Ford is entering negotiations with the United Auto Workers (UAW) union and while it produces more of its vehicles in the U.S. than rivals General Motors and Stellantis, it has been revealed that doing so comes at a cost.
Approximately 80% of all the vehicles that Ford builds are brought to life in the United States. However, company sources assert that this puts it at a $1 billion annual cost disadvantage to GM and Stellantis.
Auto News reports that Ford has a $9-an-hour labor cost gap compared to foreign car manufacturers with nonunion workers.

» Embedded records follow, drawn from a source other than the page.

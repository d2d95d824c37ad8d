use std::path::Path;

use ordered_float::OrderedFloat;
use serde::{Deserialize, Serialize};
use tracing::debug;

use super::axis::{AxisOrient, AxisSpec, AxisTick, axis_marks};
use super::{ScrollyChart, default_transition_ms, parse_config_json};
use crate::core::shapes::format_coord;
use crate::core::{
    BandScale, Color, LinearScale, Margin, OrdinalColorScale, PlotArea, Viewport,
    normalize_class_name, parse_palette,
};
use crate::data::{CountryRecord, load_countries_csv};
use crate::error::{ChartError, ChartResult};
use crate::render::{
    Geometry, Layer, Mark, MarkId, MarkRole, Paint, Scene, Style, TextAnchor, TextGeometry,
};
use crate::story::{ChartId, Step, StepDispatcher, TransitionTable};

const LABELLED_TICK: f64 = 80.0;
const GDP_NOTE_FONT_SIZE_PX: f64 = 12.0;
const GDP_NOTE_OFFSET_PX: f64 = 15.0;

/// Layout and styling of the life expectancy bar chart.
#[derive(Debug, Clone, PartialEq, Serialize, Deserialize)]
pub struct BarChartConfig {
    #[serde(default = "default_viewport")]
    pub viewport: Viewport,
    #[serde(default = "default_margin")]
    pub margin: Margin,
    /// Fixed y domain in years. Values outside it extrapolate off the plot.
    #[serde(default = "default_y_domain")]
    pub y_domain: (f64, f64),
    #[serde(default)]
    pub band_padding_inner: f64,
    #[serde(default)]
    pub band_padding_outer: f64,
    #[serde(default = "default_y_tick_count")]
    pub y_tick_count: usize,
    #[serde(default = "default_neutral_color")]
    pub neutral_color: String,
    #[serde(default = "default_highlight_color")]
    pub highlight_color: String,
    #[serde(default = "default_grid_color")]
    pub grid_color: String,
    #[serde(default = "default_continent_palette")]
    pub continent_palette: Vec<String>,
    /// Countries strictly below this GDP per capita are "low GDP".
    #[serde(default = "default_low_gdp_threshold")]
    pub low_gdp_threshold: f64,
    #[serde(default = "default_transition_ms")]
    pub transition_ms: u32,
}

impl Default for BarChartConfig {
    fn default() -> Self {
        Self {
            viewport: default_viewport(),
            margin: default_margin(),
            y_domain: default_y_domain(),
            band_padding_inner: 0.0,
            band_padding_outer: 0.0,
            y_tick_count: default_y_tick_count(),
            neutral_color: default_neutral_color(),
            highlight_color: default_highlight_color(),
            grid_color: default_grid_color(),
            continent_palette: default_continent_palette(),
            low_gdp_threshold: default_low_gdp_threshold(),
            transition_ms: default_transition_ms(),
        }
    }
}

impl BarChartConfig {
    pub fn from_json_str(input: &str) -> ChartResult<Self> {
        parse_config_json(input, "bar chart config")
    }
}

fn default_viewport() -> Viewport {
    Viewport::new(700, 400)
}

fn default_margin() -> Margin {
    Margin::new(30.0, 20.0, 30.0, 50.0)
}

fn default_y_domain() -> (f64, f64) {
    (0.0, 85.0)
}

fn default_y_tick_count() -> usize {
    5
}

fn default_neutral_color() -> String {
    "#d3d3d3".to_owned()
}

fn default_highlight_color() -> String {
    "#4cc1fc".to_owned()
}

fn default_grid_color() -> String {
    "#e6e6e6".to_owned()
}

fn default_continent_palette() -> Vec<String> {
    [
        "#8dd3c7", "#ffffb3", "#bebada", "#fb8072", "#80b1d3", "#fdb462", "#b3de69",
    ]
    .into_iter()
    .map(str::to_owned)
    .collect()
}

fn default_low_gdp_threshold() -> f64 {
    3000.0
}

/// Target bar coloring of a life expectancy step.
#[derive(Debug, Clone, PartialEq)]
pub enum BarHighlight {
    /// Every bar neutral.
    None,
    /// Bars whose continent class equals the given class are highlighted.
    Continent(String),
    /// Bars under the GDP threshold are highlighted.
    LowGdp,
    /// Bars take their continent's palette color.
    ContinentPalette,
}

#[derive(Debug, Clone, Copy, PartialEq)]
struct BarColors {
    neutral: Color,
    highlight: Color,
    grid: Color,
}

/// Records, scales and scene of the bar chart; handed to step handlers.
#[derive(Debug, Clone)]
pub struct BarChartContext {
    config: BarChartConfig,
    colors: BarColors,
    plot: PlotArea,
    records: Vec<CountryRecord>,
    x_scale: BandScale,
    y_scale: LinearScale,
    color_scale: OrdinalColorScale,
    scene: Scene,
}

impl BarChartContext {
    fn new(mut records: Vec<CountryRecord>, config: BarChartConfig) -> ChartResult<Self> {
        if records.is_empty() {
            return Err(ChartError::InvalidData(
                "life expectancy chart needs at least one country".to_owned(),
            ));
        }
        records.sort_by_key(|record| OrderedFloat(record.life_expectancy));

        let plot = PlotArea::new(config.viewport, config.margin)?;
        let x_scale = BandScale::new(records.iter().map(|record| record.country.clone()))?
            .with_padding(config.band_padding_inner, config.band_padding_outer)?
            .with_range(0.0, plot.width)?;
        let y_scale = LinearScale::new(config.y_domain.0, config.y_domain.1)?
            .with_range(plot.height, 0.0)?;
        let palette = parse_palette(&config.continent_palette)?;
        let color_scale =
            OrdinalColorScale::new(records.iter().map(|record| record.continent.clone()), &palette)?;
        let colors = BarColors {
            neutral: Color::from_hex(&config.neutral_color)?,
            highlight: Color::from_hex(&config.highlight_color)?,
            grid: Color::from_hex(&config.grid_color)?,
        };

        let mut context = Self {
            config,
            colors,
            plot,
            records,
            x_scale,
            y_scale,
            color_scale,
            scene: Scene::new(),
        };
        context.draw()?;
        Ok(context)
    }

    #[must_use]
    pub fn config(&self) -> &BarChartConfig {
        &self.config
    }

    /// Records sorted ascending by life expectancy.
    #[must_use]
    pub fn records(&self) -> &[CountryRecord] {
        &self.records
    }

    #[must_use]
    pub fn x_scale(&self) -> &BandScale {
        &self.x_scale
    }

    #[must_use]
    pub fn y_scale(&self) -> LinearScale {
        self.y_scale
    }

    #[must_use]
    pub fn color_scale(&self) -> &OrdinalColorScale {
        &self.color_scale
    }

    #[must_use]
    pub fn scene(&self) -> &Scene {
        &self.scene
    }

    /// Builds every mark with its initial presentation. Re-running replaces
    /// marks in place.
    fn draw(&mut self) -> ChartResult<()> {
        let style = Style::filled(self.colors.neutral);
        for record in &self.records {
            let geometry = bar_geometry(&self.x_scale, self.y_scale, self.plot, record)?;
            self.scene.upsert(
                Mark::new(
                    MarkId::new(MarkRole::Bar, record.country.clone()),
                    Layer::Marks,
                    geometry,
                )
                .with_class(normalize_class_name(&record.continent))
                .with_style(style),
            );
        }
        self.draw_guides()
    }

    /// Reassigns bar geometry from the current scale ranges, keeping styles.
    fn layout(&mut self) -> ChartResult<()> {
        for record in &self.records {
            let geometry = bar_geometry(&self.x_scale, self.y_scale, self.plot, record)?;
            let id = MarkId::new(MarkRole::Bar, record.country.clone());
            if let Some(mark) = self.scene.get_mut(&id) {
                mark.geometry = geometry;
            }
        }
        self.draw_guides()
    }

    fn draw_guides(&mut self) -> ChartResult<()> {
        let ticks = self
            .y_scale
            .ticks(self.config.y_tick_count)
            .into_iter()
            .map(|value| {
                Ok(AxisTick {
                    value,
                    position: self.y_scale.domain_to_pixel(value)?,
                    label: life_expectancy_tick_label(value),
                })
            })
            .collect::<ChartResult<Vec<_>>>()?;
        let spec = AxisSpec {
            tick_size_inner: -self.plot.width,
            show_domain: false,
            line_color: self.colors.grid,
            ..AxisSpec::new(AxisOrient::Left, "y")
        };
        for mark in axis_marks(spec, &ticks, self.y_scale.range()) {
            self.scene.upsert(mark);
        }

        for (key, text, ratio) in [
            ("lower-gdp", "⟵ lower GDP", 0.25),
            ("higher-gdp", "higher GDP ⟶", 0.75),
        ] {
            let geometry = TextGeometry::new(
                text,
                self.plot.width * ratio,
                self.plot.height + GDP_NOTE_OFFSET_PX,
                GDP_NOTE_FONT_SIZE_PX,
            )
            .with_anchor(TextAnchor::Middle);
            self.scene.upsert(
                Mark::new(
                    MarkId::new(MarkRole::Note, key),
                    Layer::Labels,
                    Geometry::Text(geometry),
                )
                .with_class("gdp-note"),
            );
        }
        Ok(())
    }

    /// Rewrites the fill of every bar for `highlight`.
    fn apply_highlight(&mut self, highlight: &BarHighlight) -> ChartResult<()> {
        let transition = Some(self.config.transition_ms);
        let mut restyled = 0;
        for record in &self.records {
            let lit = match highlight {
                BarHighlight::None => false,
                BarHighlight::Continent(class) => normalize_class_name(&record.continent) == *class,
                BarHighlight::LowGdp => record.gdp_per_capita < self.config.low_gdp_threshold,
                BarHighlight::ContinentPalette => true,
            };
            let fill = match highlight {
                BarHighlight::ContinentPalette => self.color_scale.color(&record.continent),
                _ if lit => self.colors.highlight,
                _ => self.colors.neutral,
            };

            let id = MarkId::new(MarkRole::Bar, record.country.clone());
            if let Some(mark) = self.scene.get_mut(&id) {
                mark.style.fill = Paint::Solid(fill);
                mark.style.transition_ms = transition;
                restyled += 1;
            }
        }
        debug!(?highlight, restyled, "restyled bars");
        Ok(())
    }
}

fn bar_geometry(
    x_scale: &BandScale,
    y_scale: LinearScale,
    plot: PlotArea,
    record: &CountryRecord,
) -> ChartResult<Geometry> {
    let x = x_scale.position(&record.country).ok_or_else(|| {
        ChartError::InvalidData(format!("country `{}` is not in the band domain", record.country))
    })?;
    let y = y_scale.domain_to_pixel(record.life_expectancy)?;
    Ok(Geometry::Rect {
        x,
        y,
        width: x_scale.bandwidth(),
        height: plot.height - y,
    })
}

fn life_expectancy_tick_label(value: f64) -> String {
    if value == LABELLED_TICK {
        format!("{} years", format_coord(value))
    } else {
        format_coord(value)
    }
}

/// Life expectancy by country, one bar per country sorted low to high.
#[derive(Debug)]
pub struct BarChart {
    context: BarChartContext,
    dispatcher: StepDispatcher<BarChartContext>,
}

impl BarChart {
    pub fn new(records: Vec<CountryRecord>, config: BarChartConfig) -> ChartResult<Self> {
        let context = BarChartContext::new(records, config)?;
        let dispatcher =
            StepDispatcher::from_table(&Self::transition_table()?, BarChartContext::apply_highlight)?;
        debug!(
            bars = context.records.len(),
            marks = context.scene.len(),
            "life expectancy chart drawn"
        );
        Ok(Self {
            context,
            dispatcher,
        })
    }

    pub fn from_csv(path: impl AsRef<Path>, config: BarChartConfig) -> ChartResult<Self> {
        Self::new(load_countries_csv(path)?, config)
    }

    pub fn transition_table() -> ChartResult<TransitionTable<BarHighlight>> {
        let continent = |name: &str| BarHighlight::Continent(normalize_class_name(name));
        TransitionTable::new(ChartId::LifeExpectancy)
            .with(Step::IntoGraph, BarHighlight::None)?
            .with(Step::AsiaGraph, continent("Asia"))?
            .with(Step::AfricaGraph, continent("Africa"))?
            .with(Step::NorthAmericaGraph, continent("N. America"))?
            .with(Step::LowGdpGraph, BarHighlight::LowGdp)?
            .with(Step::ContinentGraph, BarHighlight::ContinentPalette)?
            .with(Step::ResetGraph, BarHighlight::None)
    }

    #[must_use]
    pub fn context(&self) -> &BarChartContext {
        &self.context
    }

    #[must_use]
    pub fn bar(&self, country: &str) -> Option<&Mark> {
        self.context
            .scene
            .get(&MarkId::new(MarkRole::Bar, country))
    }

    /// Rebuilds every mark from the records and scales, then re-applies the
    /// current step. Never duplicates marks.
    pub fn redraw(&mut self) -> ChartResult<()> {
        self.context.draw()?;
        self.dispatcher.replay(&mut self.context)?;
        Ok(())
    }

    /// Re-lays-out the chart for a new outer size.
    ///
    /// Scale domains and mark presentation are kept; only pixel ranges and
    /// geometry change.
    pub fn resize(&mut self, viewport: Viewport) -> ChartResult<()> {
        let plot = PlotArea::new(viewport, self.context.config.margin)?;
        self.context.x_scale.set_range(0.0, plot.width)?;
        self.context.y_scale.set_range(plot.height, 0.0)?;
        self.context.plot = plot;
        self.context.config.viewport = viewport;
        self.context.layout()?;
        debug!(
            width = viewport.width,
            height = viewport.height,
            "life expectancy chart resized"
        );
        Ok(())
    }
}

impl ScrollyChart for BarChart {
    fn chart_id(&self) -> ChartId {
        ChartId::LifeExpectancy
    }

    fn plot_area(&self) -> PlotArea {
        self.context.plot
    }

    fn scene(&self) -> &Scene {
        &self.context.scene
    }

    fn steps(&self) -> Vec<Step> {
        self.dispatcher.steps().collect()
    }

    fn fire(&mut self, step: Step) -> ChartResult<bool> {
        self.dispatcher.fire(step, &mut self.context)
    }

    fn current_step(&self) -> Option<Step> {
        self.dispatcher.last_fired()
    }
}

#[cfg(test)]
mod tests {
    use super::*;

    #[test]
    fn tick_eighty_reads_in_years() {
        assert_eq!(life_expectancy_tick_label(80.0), "80 years");
        assert_eq!(life_expectancy_tick_label(60.0), "60");
    }

    #[test]
    fn config_json_falls_back_to_defaults() {
        let config = BarChartConfig::from_json_str(r#"{"low_gdp_threshold": 1500}"#)
            .expect("config");
        assert_eq!(config.low_gdp_threshold, 1500.0);
        assert_eq!(config.viewport, Viewport::new(700, 400));
        assert_eq!(config.y_domain, (0.0, 85.0));
        assert!(BarChartConfig::from_json_str("{").is_err());
    }

    #[test]
    fn transition_table_covers_every_bar_step() {
        let table = BarChart::transition_table().expect("table");
        let steps: Vec<Step> = table.steps().collect();
        let expected: Vec<Step> = Step::for_chart(ChartId::LifeExpectancy).collect();
        assert_eq!(steps, expected);
        assert_eq!(
            table.target(Step::NorthAmericaGraph),
            Some(&BarHighlight::Continent("namerica".to_owned()))
        );
    }
}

It spends an average of $112,000 annually on wages and benefits for each hourly worker and that figure is expected to rise after negotiations with the UAW. In fact, UAW president Shawn Fain has said that he will push for significant raises and additional benefits for its members in response to the record profits enjoyed by Ford, GM, and Stellantis over recent years.
Read: UAW Wants More Pay And Improved Safety For GM’s Ultium Battery Plant Workers
The UAW wants to reinstate cost-of-living adjustments and scrap a tiered wage system that caps workers to around $32 an hour.

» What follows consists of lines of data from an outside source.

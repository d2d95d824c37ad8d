#![allow(dead_code)]

use chrono::NaiveDate;
use scrolly_charts::data::{CountryRecord, HousingRecord, TemperatureRecord};

pub fn countries() -> Vec<CountryRecord> {
    vec![
        CountryRecord::new("Japan", "Asia", 84.0, 39_000.0),
        CountryRecord::new("Chad", "Africa", 54.0, 1_700.0),
        CountryRecord::new("Canada", "N. America", 82.0, 45_000.0),
        CountryRecord::new("India", "Asia", 69.0, 2_100.0),
        CountryRecord::new("Mexico", "N. America", 75.0, 9_900.0),
        CountryRecord::new("Kenya", "Africa", 66.0, 3_000.0),
    ]
}

pub fn month(year: i32, month: u32) -> NaiveDate {
    NaiveDate::from_ymd_opt(year, month, 1).expect("valid month")
}

/// Two years of monthly prices for each region, with a winter dip.
pub fn housing() -> Vec<HousingRecord> {
    let regions = [
        ("U.S.", 250.0),
        ("Pacific", 400.0),
        ("New England", 320.0),
        ("Mountain", 280.0),
    ];
    let mut records = Vec::new();
    for (region, base) in regions {
        for year in [2016, 2017] {
            for m in 1..=12 {
                let winter = if m == 12 || m <= 2 { -20.0 } else { 0.0 };
                let trend = f64::from(year - 2016) * 12.0 + f64::from(m);
                records.push(HousingRecord::new(
                    region,
                    month(year, m),
                    base + trend + winter,
                ));
            }
        }
    }
    records
}

pub const MONTHS: [&str; 12] = [
    "Jan", "Feb", "Mar", "Apr", "May", "Jun", "Jul", "Aug", "Sept", "Oct", "Nov", "Dec",
];

pub fn city(name: &str, highs: [f64; 12], spread: f64) -> Vec<TemperatureRecord> {
    MONTHS
        .iter()
        .zip(highs)
        .map(|(month, high)| TemperatureRecord::new(name, *month, high, high - spread))
        .collect()
}

pub fn temperatures() -> Vec<TemperatureRecord> {
    let mut records = city(
        "NYC",
        [39.0, 42.0, 50.0, 61.0, 71.0, 79.0, 84.0, 83.0, 76.0, 64.0, 54.0, 44.0],
        12.0,
    );
    records.extend(city(
        "Beijing",
        [35.0, 41.0, 53.0, 68.0, 79.0, 86.0, 88.0, 86.0, 79.0, 66.0, 50.0, 38.0],
        20.0,
    ));
    records.extend(city(
        "Lima",
        [79.0, 80.0, 80.0, 77.0, 73.0, 69.0, 67.0, 66.0, 67.0, 69.0, 72.0, 76.0],
        8.0,
    ));
    records
}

In some regards, Ford has gone above and beyond what it had agreed to when it signed its latest labor contract with the UAW in 2019. In fact, it has created or retained 14,000 UAW jobs since 2019, some 5,600 more than it had committed to. Additionally, it has invested $1.4 billion more than it originally planned and has converted almost 14,100 temporary workers to permanent status in the past four years.
Appeasing the UAW won’t be easy, however. Last month, Shawn Fain criticized a U.S. Energy Department plan to lend $9.2 billion to a joint venture between Ford and battery manufacturer SK for three large EV battery factories in the U.S. Fain said the loan does not take into consideration the wages, working conditions, or rights of union workers.